**DATA EXTRACT**
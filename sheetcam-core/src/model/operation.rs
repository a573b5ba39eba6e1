//! Detected machining operations.

use serde::{Deserialize, Serialize};

use super::{Contour, ContourKind, MachiningSettings};

/// Kind of machining feature.
#[derive(Debug, Clone, Copy, PartialEq, Eq, Hash, Serialize, Deserialize)]
#[serde(rename_all = "snake_case")]
pub enum OperationKind {
    /// Profile cut around the part and its large cutouts.
    Contour,
    /// Blind cavity cleared from the top.
    Pocket,
    /// Small through-hole plunged at its center.
    Drill,
}

impl OperationKind {
    /// Lowercase name used in logs and file output.
    pub fn name(&self) -> &'static str {
        match self {
            OperationKind::Contour => "contour",
            OperationKind::Pocket => "pocket",
            OperationKind::Drill => "drill",
        }
    }
}

impl std::fmt::Display for OperationKind {
    fn fmt(&self, f: &mut std::fmt::Formatter<'_>) -> std::fmt::Result {
        f.write_str(self.name())
    }
}

/// Which side of the drawn boundary the tool runs on.
#[derive(Debug, Clone, Copy, PartialEq, Eq, Default, Serialize, Deserialize)]
#[serde(rename_all = "snake_case")]
pub enum OffsetSide {
    #[default]
    Outside,
    Inside,
    None,
}

/// Tool compensation baked into an operation's contours.
#[derive(Debug, Clone, Copy, PartialEq, Serialize, Deserialize)]
pub struct OffsetApplied {
    pub distance: f64,
    pub side: OffsetSide,
}

impl OffsetApplied {
    /// No compensation.
    pub fn none() -> Self {
        Self {
            distance: 0.0,
            side: OffsetSide::None,
        }
    }
}

/// Geometry of one operation.
#[derive(Debug, Clone, PartialEq, Serialize, Deserialize)]
pub struct OperationGeometry {
    pub contours: Vec<Contour>,
    pub offset_applied: OffsetApplied,
    /// Feature depth in mm.
    pub depth: f64,
}

impl OperationGeometry {
    /// Contours of a given kind.
    pub fn contours_of(&self, kind: ContourKind) -> impl Iterator<Item = &Contour> {
        self.contours.iter().filter(move |c| c.kind == kind)
    }

    /// Whether any contour carries at least one point.
    pub fn has_points(&self) -> bool {
        self.contours.iter().any(|c| !c.coords.is_empty())
    }
}

/// One detected feature on one solid.
#[derive(Debug, Clone, PartialEq, Serialize, Deserialize)]
pub struct Operation {
    pub operation_id: String,
    pub object_id: String,
    #[serde(rename = "operation_type")]
    pub kind: OperationKind,
    pub geometry: OperationGeometry,
    pub suggested_settings: MachiningSettings,
}
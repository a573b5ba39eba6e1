//! Error types for the CAM pipeline.
//!
//! Two kinds of failure live here. [`CamError`] aborts a whole request;
//! [`SkipReason`] drops a single object, operation or assignment and lets the
//! rest of the batch continue.

use std::path::PathBuf;
use thiserror::Error;

/// Error codes for hard failures.
#[derive(Debug, Clone, Copy, PartialEq, Eq)]
pub enum ErrorCode {
    /// File not found (-1)
    FileNotFound = -1,
    /// Empty file (-2)
    EmptyFile = -2,
    /// Malformed job or preset document (-3)
    ParseError = -3,
    /// No stock material defined (-11)
    NoStock = -11,
    /// Rotation not a multiple of 45 degrees (E100)
    InvalidRotation = 100,
    /// Nothing to emit (E201)
    NoOperations = 201,
    /// Preset not found (E202)
    PresetNotFound = 202,
}

/// Main error type for the pipeline.
#[derive(Debug, Error)]
pub enum CamError {
    #[error("File not found: {path}")]
    FileNotFound { path: PathBuf },

    #[error("Empty file: {path}")]
    EmptyFile { path: PathBuf },

    #[error("Invalid job document: {0}")]
    Json(#[from] serde_json::Error),

    #[error("No stock material defined")]
    NoStock,

    #[error("Invalid rotation {degrees}: must be one of 0, 45, 90, 135, 180, 225, 270, 315")]
    InvalidRotation { degrees: i64 },

    #[error("No operations provided")]
    NoOperations,

    #[error("Preset not found: {id}")]
    PresetNotFound { id: String },

    #[error("IO error: {0}")]
    Io(#[from] std::io::Error),
}

impl CamError {
    /// Get the error code for this error.
    pub fn code(&self) -> ErrorCode {
        match self {
            CamError::FileNotFound { .. } => ErrorCode::FileNotFound,
            CamError::EmptyFile { .. } => ErrorCode::EmptyFile,
            CamError::Json(_) => ErrorCode::ParseError,
            CamError::NoStock => ErrorCode::NoStock,
            CamError::InvalidRotation { .. } => ErrorCode::InvalidRotation,
            CamError::NoOperations => ErrorCode::NoOperations,
            CamError::PresetNotFound { .. } => ErrorCode::PresetNotFound,
            CamError::Io(_) => ErrorCode::FileNotFound,
        }
    }

    /// Get the numeric error code value.
    pub fn code_value(&self) -> i32 {
        self.code() as i32
    }
}

/// Why a single item was dropped from a batch.
#[derive(Debug, Clone, PartialEq, Eq, Error)]
pub enum SkipReason {
    #[error("{object_id}: no usable cross-section")]
    EmptyCrossSection { object_id: String },

    #[error("{object_id}: outline has zero length")]
    DegeneratePolygon { object_id: String },

    #[error("{operation_id}: operation not found")]
    MissingOperation { operation_id: String },

    #[error("{operation_id}: material {material_id} not found")]
    MissingMaterial {
        operation_id: String,
        material_id: String,
    },

    #[error("{operation_id}: operation has no cuttable geometry")]
    EmptyGeometry { operation_id: String },
}

/// Result type alias for pipeline operations.
pub type Result<T> = std::result::Result<T, CamError>;

#[cfg(test)]
mod tests {
    use super::*;

    #[test]
    fn test_error_codes() {
        assert_eq!(CamError::NoOperations.code(), ErrorCode::NoOperations);
        assert_eq!(CamError::NoOperations.code_value(), 201);
        assert_eq!(CamError::NoStock.code_value(), -11);
        assert_eq!(
            CamError::InvalidRotation { degrees: 30 }.code(),
            ErrorCode::InvalidRotation
        );
    }

    #[test]
    fn test_skip_reason_display() {
        let reason = SkipReason::MissingMaterial {
            operation_id: "op_002".into(),
            material_id: "mtl_9".into(),
        };
        assert_eq!(reason.to_string(), "op_002: material mtl_9 not found");
    }
}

**THE PROBLEM**
From the entries above, extract only the lines running from the one containing "Hash, Serialize, Deserialize)]" through the one containing "from the top.", inclusive.

**ANSWER FOR THE TASK**
#[derive(Debug, Clone, Copy, PartialEq, Eq, Hash, Serialize, Deserialize)]
#[serde(rename_all = "snake_case")]
pub enum OperationKind {
    /// Profile cut around the part and its large cutouts.
    Contour,
    /// Blind cavity cleared from the top.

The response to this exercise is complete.